Copy one of these files from `output/gguf/` to your computer:
| File | Size | Use when |
|------|------|----------|
| `ento-label-parser-q4_k_m.gguf` | 3.2 GB | Your computer has **8 GB RAM** (most laptops) |
| `ento-label-parser-q5_k_m.gguf` | 3.4 GB | Your computer has **16 GB RAM or more** (slightly better quality) |
Not sure how much RAM you have?
- **Mac:** Apple menu β†’ About This Mac β†’ look for "Memory"
- **Windows:** Settings β†’ System β†’ About β†’ look for "Installed RAM"
> **The Q4 file works well for this task.** Label parsing is a simple
> extraction job β€” the quality difference between Q4 and Q5 is very small.
---
## Option A: LM Studio (recommended for most users β€” no terminal needed)
LM Studio is a free desktop app with a chat interface, similar to ChatGPT
but running fully on your own machine.
### Install
1. Go to **lmstudio.ai** and download the version for your operating system
(Mac, Windows, or Linux)
2. Install and open it
### Load the model
1. In LM Studio, click **My Models** in the left sidebar
2. Click **"Load model from file"** (or drag the `.gguf` file into the window)
3. Navigate to the `ento-label-parser-q4_k_m.gguf` file you copied in Step 1
4. Wait for the model to load (progress bar at the bottom)

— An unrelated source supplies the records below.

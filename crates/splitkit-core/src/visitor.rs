//! Visitors and their assignments
//!
//! A [`Visitor`] caches one [`Assignment`] per split for its lifetime and
//! keeps the names of splits whose assignment still has to be reported, in
//! the order they were created.

use crate::identifier::RemoteVisitor;
use splitkit_registry::{Assignment, AssignmentResolver, RegistryError, SplitRegistry, VisitorId};
use splitkit_vary::{AbConfiguration, MisconfigurationNotifier, VaryDsl, VaryError};
use std::collections::HashMap;
use std::fmt;
use std::sync::Arc;
use uuid::Uuid;

/// Visitor identity plus its assignments
pub struct Visitor {
    id: VisitorId,
    assignments: HashMap<String, Assignment>,
    unsynced: Vec<String>,
    registry: Option<Arc<SplitRegistry>>,
    notifier: Arc<dyn MisconfigurationNotifier>,
    resolver: AssignmentResolver,
}

impl Visitor {
    /// Create visitor with a fresh random id
    #[must_use]
    pub fn new(
        registry: Option<Arc<SplitRegistry>>,
        notifier: Arc<dyn MisconfigurationNotifier>,
    ) -> Self {
        Self::with_id(VisitorId::new(Uuid::new_v4().to_string()), registry, notifier)
    }

    /// Create visitor reusing an existing id
    #[must_use]
    pub fn with_id(
        id: VisitorId,
        registry: Option<Arc<SplitRegistry>>,
        notifier: Arc<dyn MisconfigurationNotifier>,
    ) -> Self {
        Self {
            id,
            assignments: HashMap::new(),
            unsynced: Vec::new(),
            registry,
            notifier,
            resolver: AssignmentResolver::new(),
        }
    }

    /// Visitor id
    #[inline]
    #[must_use]
    pub fn id(&self) -> &VisitorId {
        &self.id
    }

    /// Registry snapshot this visitor resolves against
    #[inline]
    #[must_use]
    pub fn registry(&self) -> Option<&SplitRegistry> {
        self.registry.as_deref()
    }

    /// Cached assignment for a split
    #[inline]
    #[must_use]
    pub fn assignment(&self, split_name: &str) -> Option<&Assignment> {
        self.assignments.get(split_name)
    }

    /// Every cached assignment
    pub fn assignments(&self) -> impl Iterator<Item = &Assignment> {
        self.assignments.values()
    }

    /// Assignment for `split_name`, resolving and caching it on first use
    ///
    /// A new assignment is pending report. `context` labels the call site.
    ///
    /// # Errors
    /// `RegistryError` if a loaded registry cannot resolve the split
    pub fn assignment_for(
        &mut self,
        split_name: &str,
        context: &str,
    ) -> Result<&mut Assignment, RegistryError> {
        if !self.assignments.contains_key(split_name) {
            let variant = self
                .resolver
                .resolve(self.id.as_str(), split_name, self.registry.as_deref())?;
            tracing::debug!(
                visitor_id = %self.id,
                split = split_name,
                variant = variant.as_deref(),
                "assignment created"
            );
            self.assignments.insert(
                split_name.to_string(),
                Assignment::new(self.id.clone(), split_name, variant),
            );
            self.unsynced.push(split_name.to_string());
        }

        let assignment = self
            .assignments
            .get_mut(split_name)
            .ok_or_else(|| RegistryError::UnknownSplit(split_name.to_string()))?;
        assignment.set_context(context);
        Ok(assignment)
    }

    /// Variant for `split_name`, `None` while the registry is absent
    ///
    /// # Errors
    /// `RegistryError` if a loaded registry cannot resolve the split
    pub fn resolve_variant(
        &mut self,
        split_name: &str,
        context: &str,
    ) -> Result<Option<String>, RegistryError> {
        Ok(self
            .assignment_for(split_name, context)?
            .variant()
            .map(str::to_string))
    }

    /// Branch on `split_name`
    ///
    /// `configure` registers behaviors; the matching one runs and its value is
    /// returned. A variant decided by the default branch is queued for report.
    ///
    /// # Errors
    /// Anything resolution or [`VaryDsl`] reports
    pub fn vary<'f, R, F>(
        &mut self,
        split_name: &str,
        context: &str,
        configure: F,
    ) -> Result<R, VaryError>
    where
        F: for<'a> FnOnce(&mut VaryDsl<'a, 'f, R>) -> Result<(), VaryError>,
    {
        let registry = self.registry.clone();
        let notifier = Arc::clone(&self.notifier);

        let assignment = self.assignment_for(split_name, context)?;
        let mut dsl = VaryDsl::new(assignment, context, registry.as_deref(), notifier.as_ref())?;
        configure(&mut dsl)?;
        let outcome = dsl.run()?;

        if outcome.decided {
            self.requeue(split_name);
        }
        Ok(outcome.value)
    }

    /// Boolean branch on `split_name`
    ///
    /// # Errors
    /// Anything resolution or [`AbConfiguration`] reports
    pub fn ab(
        &mut self,
        split_name: &str,
        context: &str,
        true_variant: Option<&str>,
    ) -> Result<bool, VaryError> {
        let registry = self.registry.clone();
        let notifier = Arc::clone(&self.notifier);

        let config =
            AbConfiguration::new(split_name, true_variant, registry.as_deref(), notifier.as_ref())?;
        let assignment = self.assignment_for(split_name, context)?;
        let outcome = config.run(assignment, context, registry.as_deref(), notifier.as_ref())?;

        if outcome.decided {
            self.requeue(split_name);
        }
        Ok(outcome.value)
    }

    /// Pending assignments in creation order, resolved or not
    pub fn unsynced_assignments(&self) -> impl Iterator<Item = &Assignment> {
        self.unsynced
            .iter()
            .filter_map(|split| self.assignments.get(split))
            .filter(|assignment| assignment.is_unsynced())
    }

    /// Whether anything resolved is waiting to be reported
    #[must_use]
    pub fn has_unsynced(&self) -> bool {
        self.unsynced_assignments().any(Assignment::is_resolved)
    }

    /// Hand each resolved pending assignment to `report`, in creation order
    ///
    /// Reported assignments are marked synced. On the first failure the
    /// remaining assignments stay pending and the failure is returned.
    /// Undecided assignments are kept for a later round.
    ///
    /// # Errors
    /// The first error returned by `report`
    pub fn sync_unsynced<F>(&mut self, mut report: F) -> anyhow::Result<usize>
    where
        F: FnMut(&Assignment) -> anyhow::Result<()>,
    {
        let pending = std::mem::take(&mut self.unsynced);
        let mut remaining = Vec::new();
        let mut failure = None;
        let mut reported = 0;

        for split in pending {
            let Some(assignment) = self.assignments.get_mut(&split) else {
                continue;
            };
            if !assignment.is_unsynced() {
                continue;
            }
            if failure.is_some() || !assignment.is_resolved() {
                remaining.push(split);
                continue;
            }
            match report(assignment) {
                Ok(()) => {
                    assignment.mark_synced();
                    reported += 1;
                }
                Err(err) => {
                    failure = Some(err);
                    remaining.push(split);
                }
            }
        }

        self.unsynced = remaining;
        match failure {
            Some(err) => Err(err),
            None => Ok(reported),
        }
    }

    /// Fold a remote visitor into this one
    ///
    /// The remote id is adopted. Remote assignments win over local ones for
    /// the same split, and a local pending report for such a split is dropped.
    pub fn merge(&mut self, remote: RemoteVisitor) {
        let RemoteVisitor { id, assignments } = remote;

        for (split, variant) in assignments {
            if let Some(local) = self.assignments.get(&split) {
                if local.variant() != Some(variant.as_str()) {
                    tracing::warn!(
                        split = split.as_str(),
                        local = local.variant(),
                        remote = variant.as_str(),
                        "remote assignment overrides local assignment"
                    );
                }
            }
            self.unsynced.retain(|pending| *pending != split);
            let assignment = Assignment::synced(id.clone(), split.as_str(), variant);
            self.assignments.insert(split, assignment);
        }

        for assignment in self.assignments.values_mut() {
            assignment.rebind(id.clone());
        }
        if id != self.id {
            tracing::debug!(from = %self.id, to = %id, "visitor merged");
        }
        self.id = id;
    }

    fn requeue(&mut self, split_name: &str) {
        if let Some(assignment) = self.assignments.get_mut(split_name) {
            assignment.mark_unsynced();
            if !self.unsynced.iter().any(|pending| pending == split_name) {
                self.unsynced.push(split_name.to_string());
            }
        }
    }
}

impl fmt::Debug for Visitor {
    fn fmt(&self, f: &mut fmt::Formatter<'_>) -> fmt::Result {
        f.debug_struct("Visitor")
            .field("id", &self.id)
            .field("assignments", &self.assignments)
            .field("unsynced", &self.unsynced)
            .field("registry_loaded", &self.registry.is_some())
            .finish_non_exhaustive()
    }
}

#[cfg(test)]
mod tests {
    use super::*;
    use pretty_assertions::assert_eq;
    use splitkit_registry::Split;
    use splitkit_vary::{LoggingNotifier, RaisingNotifier};

    fn registry() -> Arc<SplitRegistry> {
        Arc::new(
            SplitRegistry::new()
                .with_split(Split::new("blue_button", [("true", 0), ("false", 100)]))
                .with_split(Split::new("side_dish", [("soup", 0), ("salad", 100)]))
                .with_split(Split::new(
                    "button_size",
                    [("one", 100), ("two", 0), ("three", 0), ("four", 0)],
                )),
        )
    }

    fn visitor(registry: Option<Arc<SplitRegistry>>) -> Visitor {
        Visitor::with_id(VisitorId::new("fake_visitor_id"), registry, Arc::new(RaisingNotifier))
    }

    fn pending(visitor: &Visitor) -> Vec<(String, Option<String>)> {
        visitor
            .unsynced_assignments()
            .map(|a| (a.split_name().to_string(), a.variant().map(str::to_string)))
            .collect()
    }

    #[test]
    fn new_visitor_gets_uuid() {
        let a = Visitor::new(None, Arc::new(RaisingNotifier));
        let b = Visitor::new(None, Arc::new(RaisingNotifier));
        assert_ne!(a.id(), b.id());
        assert!(Uuid::parse_str(a.id().as_str()).is_ok());
    }

    #[test]
    fn assignment_for_caches_and_queues_once() {
        let mut visitor = visitor(Some(registry()));
        assert_eq!(visitor.resolve_variant("side_dish", "menu").unwrap().as_deref(), Some("salad"));
        assert_eq!(visitor.resolve_variant("side_dish", "menu").unwrap().as_deref(), Some("salad"));

        assert_eq!(pending(&visitor), vec![("side_dish".to_string(), Some("salad".to_string()))]);
        assert_eq!(visitor.assignment("side_dish").and_then(Assignment::context), Some("menu"));
    }

    #[test]
    fn assignment_for_unknown_split_fails_with_registry() {
        let mut visitor = visitor(Some(registry()));
        let err = visitor.resolve_variant("not_a_real_split", "ctx").unwrap_err();
        assert_eq!(err.to_string(), "unknown split: not_a_real_split");
        assert!(visitor.assignment("not_a_real_split").is_none());
    }

    #[test]
    fn absent_registry_leaves_variant_undecided() {
        let mut visitor = visitor(None);
        assert_eq!(visitor.resolve_variant("anything", "ctx").unwrap(), None);
        assert!(!visitor.has_unsynced());
    }

    #[test]
    fn vary_runs_resolved_branch() {
        let mut visitor = visitor(Some(registry()));
        let size = visitor
            .vary("button_size", "header", |v| {
                v.when(["one"], || 1)?;
                v.when(["two", "three"], || 2)?;
                v.default("four", || 4)?;
                Ok(())
            })
            .unwrap();
        assert_eq!(size, 1);
    }

    #[test]
    fn vary_default_decides_and_requeues() {
        let mut visitor = visitor(None);
        visitor.resolve_variant("button_size", "ctx").unwrap();
        visitor.sync_unsynced(|_| Ok(())).unwrap();

        let value = visitor
            .vary("button_size", "ctx", |v| {
                v.when(["one"], || "one")?;
                v.default("two", || "two")?;
                Ok(())
            })
            .unwrap();

        assert_eq!(value, "two");
        assert_eq!(pending(&visitor), vec![("button_size".to_string(), Some("two".to_string()))]);
    }

    #[test]
    fn vary_reports_misconfiguration_through_notifier() {
        let mut visitor = visitor(Some(registry()));
        let err = visitor
            .vary("button_size", "ctx", |v| {
                v.when(["one"], || ())?;
                v.default("two", || ())?;
                Ok(())
            })
            .unwrap_err();
        assert_eq!(
            err.to_string(),
            "vary for \"button_size\" does not configure variants three and four"
        );
    }

    #[test]
    fn vary_keeps_running_with_logging_notifier() {
        let mut visitor = Visitor::with_id(
            VisitorId::new("fake_visitor_id"),
            Some(registry()),
            Arc::new(LoggingNotifier::new()),
        );
        let value = visitor
            .vary("button_size", "ctx", |v| {
                v.when(["one"], || "one")?;
                v.default("two", || "two")?;
                Ok(())
            })
            .unwrap();
        assert_eq!(value, "one");
    }

    #[test]
    fn ab_uses_split_variants() {
        let mut visitor = visitor(Some(registry()));
        assert!(!visitor.ab("blue_button", "ctx", None).unwrap());
        assert!(!visitor.ab("side_dish", "ctx", Some("soup")).unwrap());
        assert!(visitor.ab("side_dish", "ctx", Some("salad")).unwrap());
    }

    #[test]
    fn sync_skips_undecided_assignments() {
        let mut visitor = visitor(None);
        visitor.resolve_variant("button_size", "ctx").unwrap();

        let reported = visitor.sync_unsynced(|_| Ok(())).unwrap();
        assert_eq!(reported, 0);
        assert_eq!(pending(&visitor), vec![("button_size".to_string(), None)]);
    }

    #[test]
    fn merge_prefers_remote_assignments() {
        let mut visitor = visitor(Some(registry()));
        visitor.resolve_variant("side_dish", "ctx").unwrap();
        visitor.resolve_variant("blue_button", "ctx").unwrap();

        visitor.merge(RemoteVisitor::new("remote_id").with_assignment("side_dish", "soup"));

        assert_eq!(visitor.id().as_str(), "remote_id");
        let side_dish = visitor.assignment("side_dish").unwrap();
        assert_eq!(side_dish.variant(), Some("soup"));
        assert!(!side_dish.is_unsynced());
        assert_eq!(pending(&visitor), vec![("blue_button".to_string(), Some("false".to_string()))]);
        assert!(visitor.assignments().all(|a| a.visitor_id().as_str() == "remote_id"));
    }
}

### Configure the system prompt
This step tells the model what it is supposed to do.
1. Click the **Chat** icon in the left sidebar
2. Find the **System Prompt** box (usually at the top of the right panel)
3. Paste this text exactly:
```
Parse this insect collection label and return a JSON object with the extracted fields. Only include fields that are present in the label.
```
4. Set **Temperature** to `0` in the model settings panel (this makes
output deterministic β€” the same label always gives the same result)
### Parse a label
Paste the raw label text into the chat box and press Enter. The model will
return a JSON object. Example:
**Input:**
```
U.S.A., Texas: Austin, Travis Co., 15.iv.2021, J. Doe, sweeping
```
**Output:**
```json
{
"country": "USA",
"state": "Texas",
"county": "Travis",
"verbatim_locality": "Austin",
"verbatim_date": "15.iv.2021",
"start_date_year": "2021",
"start_date_month": "4",
"start_date_day": "15",
"verbatim_collectors": "J. Doe",
"verbatim_method": "sweeping"
}
```
---
## Option B: Ollama (for users comfortable with a terminal)
Ollama is a lightweight tool that runs models from the command line and also
exposes a local API for scripting.
### Requirement: Ollama version 0.20.7 or newer
Older versions do not support this model's architecture. Check your version:
```
ollama --version
```
If it shows a version older than 0.20.7, update from **ollama.com**.
### Install
Go to **ollama.com**, download, and install for your operating system.
### Register the model
Open a terminal, navigate to the project folder, and run:
```bash
ollama create ento-label-parser -f Modelfile
```
You only need to do this once.
### Parse a label
```bash
ollama run ento-label-parser "U.S.A., Texas: Austin, 15.iv.2021, J. Doe"
```
Or pipe a text file:
```bash
cat my_label.txt | ollama run ento-label-parser
```
---
## Troubleshooting
**The model is very slow.**
This is normal on a laptop without a dedicated GPU. The Q4 file typically
takes 5–30 seconds per label on a CPU. If you have an NVIDIA or AMD GPU
with 4+ GB of video memory, Ollama and LM Studio will use it automatically
and be much faster.
**LM Studio says "not enough memory."**
Try the Q4 file if you were using Q5. If Q4 also fails, your computer may
have less than 8 GB of RAM available β€” try closing other applications first.
**Ollama says "unknown model architecture: gemma4".**
Your Ollama version is too old. Update it from **ollama.com**.
**The output is not valid JSON.**
Occasionally the model will include a short thinking passage before the
JSON. Copy just the `{ ... }` portion of the output. If this happens
frequently, make sure Temperature is set to `0`.